A speaker 832 is operatively coupled to system bus 802 by the sound adapter 830. A transceiver 842 is operatively coupled to system bus 802 by network adapter 840. A display device 862 is operatively coupled to system bus 802 by display adapter 860.


A first user input device 852, a second user input device 854, and a third user input device 856 are operatively coupled to system bus 802 by user interface adapter 850. The user input devices 852, 854, and 856 can be any of a keyboard, a mouse, a keypad, an image capture device, a motion sensing device, a microphone, a device incorporating the functionality of at least two of the preceding devices, and so forth. Of course, other types of input devices can also be used, while maintaining the spirit of the present principles. The user input devices 852, 854, and 856 can be the same type of user input device or different types of user input devices. The user input devices 852, 854, and 856 can be used to input and output information to and from system 800.


In various embodiments, the processing system 800 may also include other elements (not shown), as readily contemplated by one of skill in the art, as well as omit certain elements. For example, various other input devices and/or output devices can be included in processing system 800, depending upon the particular implementation of the same, as readily understood by one of ordinary skill in the art. For example, various types of wireless and/or wired input and/or output devices can be used. Moreover, additional processors, controllers, memories, and so forth, in various configurations can also be utilized as readily appreciated by one of ordinary skill in the art. These and other variations of the processing system 800 are readily contemplated by one of ordinary skill in the art given the teachings of the present principles provided herein.


Moreover, it is to be appreciated that system 800 is a system for implementing respective embodiments of the present methods/systems. Part or all of processing system 800 may be implemented in one or more of the elements of FIGS. 1-7. Further, it is to be appreciated that processing system 800 may perform at least part of the methods described herein including, for example, at least part of the method of FIGS. 1-7.



FIG. 9 is an exemplary processing system 900 configured to implement one or more neural networks for adapting semantic segmentation across domains, in accordance with an embodiment of the present invention.


In one or more embodiments, the processing system 900 can be a computer system 800 configured to perform a computer implemented method of adapting semantic segmentation across domains.


In one or more embodiments, the processing system 900 can be a computer system 800 having memory components 950, including, but not limited to, the computer system's random access memory (RAM) 810, hard drives 822, and/or cloud storage to store and implement a computer implemented method of using weak labels to improve semantic segmentation across domains. The memory components 950 can also utilize a database for organizing the memory storage.

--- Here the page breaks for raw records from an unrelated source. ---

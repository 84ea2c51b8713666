use crate::domain::alert::AlertService;

#[derive(Clone)]
pub struct AppState {
    pub alert_service: AlertService,
}
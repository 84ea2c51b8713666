use std::env;
use std::fmt;

use tracing::{debug, instrument};
use zeroize::{Zeroize, ZeroizeOnDrop};

use super::kms::{EncryptionContext, KeyManagementClient, ENCRYPTION_CONTEXT_KEY};
use crate::domain::InvocationContext;
use crate::utils::AlertError;

/// Decrypted secret, held for a single invocation.
///
/// The plaintext is wiped from memory on drop and never printed.
#[derive(Clone, PartialEq, Eq, Zeroize, ZeroizeOnDrop)]
pub struct Credential {
    plaintext: String,
}

impl Credential {
    pub fn new(plaintext: impl Into<String>) -> Self {
        Self {
            plaintext: plaintext.into(),
        }
    }

    pub fn expose(&self) -> &str {
        &self.plaintext
    }
}

impl fmt::Debug for Credential {
    fn fmt(&self, f: &mut fmt::Formatter<'_>) -> fmt::Result {
        f.write_str("Credential(<redacted>)")
    }
}

/// Builds the encryption context the ciphertext was bound to.
pub fn encryption_context(execution_context: &str) -> EncryptionContext {
    EncryptionContext::from([(
        ENCRYPTION_CONTEXT_KEY.to_string(),
        execution_context.to_string(),
    )])
}

/// Turns an encrypted, base64-encoded environment value into a [`Credential`].
#[derive(Clone)]
pub struct CredentialResolver {
    kms: KeyManagementClient,
}

impl CredentialResolver {
    pub fn new(kms: KeyManagementClient) -> Self {
        Self { kms }
    }

    /// Reads `env_var_name` and decrypts it.
    ///
    /// An unset variable is reported as a decryption failure: there is no
    /// usable ciphertext and no safe default.
    #[instrument(skip(self, ctx), fields(invocation_id = %ctx.invocation_id))]
    pub async fn resolve(
        &self,
        env_var_name: &str,
        ctx: &InvocationContext,
    ) -> Result<Credential, AlertError> {
        let encoded = env::var(env_var_name).map_err(|_| {
            AlertError::Decryption(format!("{} environment variable is not set", env_var_name))
        })?;

        self.decrypt_encoded(&encoded, ctx).await
    }

    /// base64 → bytes → decrypt → UTF-8.
    pub async fn decrypt_encoded(
        &self,
        encoded: &str,
        ctx: &InvocationContext,
    ) -> Result<Credential, AlertError> {
        let ciphertext = base64::decode(encoded.trim()).map_err(|e| {
            AlertError::Decryption(format!("stored value is not valid base64: {}", e))
        })?;

        let plaintext = self
            .kms
            .decrypt(ciphertext, encryption_context(&ctx.execution_context))
            .await?;

        let plaintext = String::from_utf8(plaintext).map_err(|e| {
            e.into_bytes().zeroize();
            AlertError::Decryption("decrypted value is not valid UTF-8".to_string())
        })?;

        debug!("Credential decrypted");
        Ok(Credential::new(plaintext))
    }
}
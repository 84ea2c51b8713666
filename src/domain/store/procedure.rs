use crate::config::ConfigError;

pub const DEFAULT_EVALUATION_PROCEDURE: &str = "SecurityAlertCheck";
pub const DEFAULT_TARGET_PROCEDURE: &str = "GetSecurityAlertURL";

/// Name of the single input parameter both procedures take.
pub const ALERT_PARAMETER: &str = "AlertTypeID";

pub const SYMBOL_COLUMN: &str = "symbol";
pub const PERCENTAGE_CHANGE_COLUMN: &str = "percentageChange";
pub const TARGET_ADDRESS_COLUMN: &str = "awsSNSURL";

/// A stored procedure call site: its name, input parameter and the columns
/// read back from each result row.
#[derive(Debug, Clone, PartialEq, Eq)]
pub struct Procedure {
    pub name: String,
    pub parameter: String,
    pub columns: Vec<String>,
}

impl Procedure {
    /// The name is spliced into the `CALL` statement, so only plain
    /// (optionally schema-qualified) identifiers are accepted.
    pub fn new(
        name: impl Into<String>,
        parameter: impl Into<String>,
        columns: &[&str],
    ) -> Result<Self, ConfigError> {
        let name = name.into();
        if !is_identifier(&name) {
            return Err(ConfigError::InvalidProcedureName(name));
        }

        Ok(Self {
            name,
            parameter: parameter.into(),
            columns: columns.iter().map(|c| c.to_string()).collect(),
        })
    }

    /// Evaluation procedure: one `(symbol, percentageChange)` row per match.
    pub fn evaluation(name: impl Into<String>) -> Result<Self, ConfigError> {
        Self::new(
            name,
            ALERT_PARAMETER,
            &[SYMBOL_COLUMN, PERCENTAGE_CHANGE_COLUMN],
        )
    }

    /// Target-lookup procedure: `(awsSNSURL)` rows.
    pub fn target_lookup(name: impl Into<String>) -> Result<Self, ConfigError> {
        Self::new(name, ALERT_PARAMETER, &[TARGET_ADDRESS_COLUMN])
    }
}

fn is_identifier(name: &str) -> bool {
    !name.is_empty()
        && name.split('.').all(|part| {
            !part.is_empty()
                && !part.starts_with(|c: char| c.is_ascii_digit())
                && part.chars().all(|c| c.is_ascii_alphanumeric() || c == '_')
        })
}
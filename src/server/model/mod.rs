//! Server-side domain models and parameter types.
//!
//! Records from the collection API (`Person`, `Squad`) are read-only views of remote
//! data. `QueryParams` and the lookup tables describe how route input is translated
//! into remote query directives. `view` holds the data mappings handed to the renderer.

pub mod api;
pub mod lookup;
pub mod person;
pub mod query;
pub mod squad;
pub mod view;
use axum::{
    extract::{rejection::QueryRejection, Path, Query, State},
    response::{IntoResponse, Response},
};

use crate::server::{
    controller::{not_found, SortQuery},
    error::AppError,
    model::{
        lookup::{role_id, sort_field},
        view::{RoleView, Template},
    },
    render::render_view,
    service::person::PersonService,
    state::AppState,
};

/// GET /{role_slug} - Everyone holding one role
///
/// Registered last; any single-segment path reaches it. Slugs missing from the role
/// table are handed to the not-found handler instead of rendering an empty listing.
///
/// # Query Parameters
/// - `sort`: Sort key; unknown keys sort by name
///
/// # Returns
/// - `200 OK`: `all` template with `persons`, `roleName` and `squads`
/// - `404 Not Found`: Unknown role slug
pub async fn list_by_role(
    State(state): State<AppState>,
    Path(role_slug): Path<String>,
    query: Result<Query<SortQuery>, QueryRejection>,
) -> Result<Response, AppError> {
    let Some(id) = role_id(&role_slug) else {
        return Ok(not_found().await.into_response());
    };

    let query = SortQuery::from_extracted(query);
    let sort = sort_field(query.sort.as_deref());

    let persons = PersonService::new(&state.client)
        .list_by_role(id, sort)
        .await;

    // First record decides the display name; no canonical role record is fetched.
    let role_name = persons
        .first()
        .and_then(|person| person.role_name())
        .unwrap_or(role_slug.as_str())
        .to_string();

    let view = RoleView {
        persons,
        role_name,
        squads: &state.site.squads,
    };

    render_view(state.renderer.as_ref(), Template::All, &view)
}
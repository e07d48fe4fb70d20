//! Shared helper utilities for factory methods.

/// Counter for generating unique ids in tests.
static COUNTER: std::sync::atomic::AtomicU64 = std::sync::atomic::AtomicU64::new(1000);

/// Gets the next unique counter value for test data.
///
/// Starts above the ids used by fixtures so factory records never collide with them.
pub fn next_id() -> u64 {
    COUNTER.fetch_add(1, std::sync::atomic::Ordering::SeqCst)
}
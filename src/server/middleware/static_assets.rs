//! Static asset precedence.
//!
//! Files under the public directory win over every route, including the role-slug
//! catch-all: `/styles.css` is served from disk even though it would otherwise match
//! `/{role_slug}`. Requests that do not name a regular file pass through untouched.

use std::path::{Component, Path, PathBuf};

use axum::{
    extract::{Request, State},
    http::Method,
    middleware::Next,
    response::{IntoResponse, Response},
};
use percent_encoding::percent_decode_str;
use tower::ServiceExt;
use tower_http::services::ServeDir;

#[derive(Clone)]
pub struct StaticAssets {
    root: PathBuf,
}

impl StaticAssets {
    pub fn new(root: impl Into<PathBuf>) -> Self {
        Self { root: root.into() }
    }

    /// Resolves a request path to a regular file under the public directory.
    ///
    /// # Returns
    /// - `Some(PathBuf)` - The file exists and the path stays inside the directory
    /// - `None` - No such file, a directory, or a path with `..`/root components
    pub async fn resolve(&self, request_path: &str) -> Option<PathBuf> {
        let decoded = percent_decode_str(request_path).decode_utf8().ok()?;
        let relative = Path::new(decoded.trim_start_matches('/'));

        if relative.as_os_str().is_empty()
            || !relative
                .components()
                .all(|component| matches!(component, Component::Normal(_)))
        {
            return None;
        }

        let candidate = self.root.join(relative);
        match tokio::fs::metadata(&candidate).await {
            Ok(metadata) if metadata.is_file() => Some(candidate),
            _ => None,
        }
    }
}

/// Serves `GET`/`HEAD` requests for existing public files before routing.
pub async fn serve_static_first(
    State(assets): State<StaticAssets>,
    request: Request,
    next: Next,
) -> Response {
    if !matches!(*request.method(), Method::GET | Method::HEAD) {
        return next.run(request).await;
    }

    let request_path = request.uri().path().to_owned();
    if assets.resolve(&request_path).await.is_none() {
        return next.run(request).await;
    }

    match ServeDir::new(&assets.root).oneshot(request).await {
        Ok(response) => response.into_response(),
        Err(never) => match never {},
    }
}
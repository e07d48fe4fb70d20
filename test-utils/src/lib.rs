//! Roster Test Utils
//!
//! Provides shared testing utilities for the roster server. This crate offers a builder
//! for test contexts backed by a mock collection API (`wiremock`) and a temporary public
//! asset directory, plus fixtures and factories for collection records.
//!
//! # Overview
//!
//! The test utilities consist of these components:
//! - **TestBuilder**: Fluent builder for configuring mock API responses and assets
//! - **TestContext**: Running mock server plus public directory
//! - **fixture**: In-memory person and squad records
//! - **factory**: Records mounted directly on the mock server
//! - **TestError**: Errors that can occur during test setup
//!
//! # Usage
//!
//! ```rust,ignore
//! use test_utils::{builder::TestBuilder, fixture};
//!
//! #[tokio::test]
//! async fn test_role_listing() -> Result<(), TestError> {
//!     let test = TestBuilder::new()
//!         .with_squads(fixture::squad::roster())
//!         .with_role_persons(4, vec![fixture::person::entity()])
//!         .build()
//!         .await?;
//!
//!     let api_base = test.api_base();
//!     // Point the collection client at `api_base` and exercise routes...
//!
//!     Ok(())
//! }
//! ```

pub mod builder;
pub mod context;
pub mod error;
pub mod factory;
pub mod fixture;
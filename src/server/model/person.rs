use serde::{Deserialize, Serialize};
use serde_json::{Map, Value};

/// A person record from the collection API.
///
/// The record is kept exactly as the API returned it, nulls and mixed-type values
/// included, so templates receive the full record. Accessors read the few attributes
/// this server needs without imposing a shape on the rest.
#[derive(Debug, Clone, Default, PartialEq, Serialize, Deserialize)]
#[serde(transparent)]
pub struct Person(pub Map<String, Value>);

impl Person {
    /// Raw attribute value, `None` when the API did not return the key.
    pub fn get(&self, key: &str) -> Option<&Value> {
        self.0.get(key)
    }

    /// The person's name when it is a string.
    pub fn name(&self) -> Option<&str> {
        self.get("name")?.as_str()
    }

    /// Display name of the person's first role, if the role relation was expanded.
    ///
    /// Reads `role[0].role_id.name`; unexpanded roles are a list of junction ids.
    pub fn role_name(&self) -> Option<&str> {
        self.get("role")?
            .get(0)?
            .get("role_id")?
            .get("name")?
            .as_str()
    }
}

impl From<Map<String, Value>> for Person {
    fn from(record: Map<String, Value>) -> Self {
        Self(record)
    }
}

#[cfg(test)]
mod tests {
    use super::*;
    use serde_json::json;

    fn person(record: Value) -> Person {
        serde_json::from_value(record).unwrap()
    }

    #[test]
    fn reads_nested_role_name() {
        let person = person(json!({
            "id": 7,
            "name": "Ada",
            "role": [{ "role_id": { "name": "Student" } }, { "role_id": { "name": "Expert" } }]
        }));

        assert_eq!(person.role_name(), Some("Student"));
        assert_eq!(person.name(), Some("Ada"));
    }

    #[test]
    fn unexpanded_role_has_no_name() {
        assert_eq!(person(json!({ "id": 7, "role": [12, 13] })).role_name(), None);
        assert_eq!(person(json!({ "id": 7, "role": [] })).role_name(), None);
        assert_eq!(person(json!({ "id": 7, "role": null })).role_name(), None);
        assert_eq!(Person::default().role_name(), None);
    }

    #[test]
    fn keeps_record_verbatim() {
        let record = json!({
            "id": "3",
            "name": "Grace",
            "nickname": null,
            "fav_season": 4,
            "mugshot": "f3a1-uuid",
            "custom": { "tools": ["figma"] }
        });

        let person = person(record.clone());

        assert_eq!(person.get("nickname"), Some(&Value::Null));
        assert_eq!(person.get("fav_season"), Some(&json!(4)));
        assert_eq!(serde_json::to_value(&person).unwrap(), record);
    }

    #[test]
    fn non_string_name_is_absent() {
        assert_eq!(person(json!({ "name": 12 })).name(), None);
    }
}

In various embodiments, the memory components 950 can include a Segmentation Network 910 that can be configured to implement a neural network configured to model a source image and a target image. The Segmentation Network 910 can also be configured to receive as input digital images of different domains, and predict which categories present in that image. For example, given a road or city image in the target domain, which categories are present in that image can be predicted, e.g., road, car, truck, and pedestrian, without knowing their exact locations in the image. The Segmentation Network 910 can also be configured predict pseudo-weak labels in an unsupervised manner. Users can provide ground truth weak labels for target images.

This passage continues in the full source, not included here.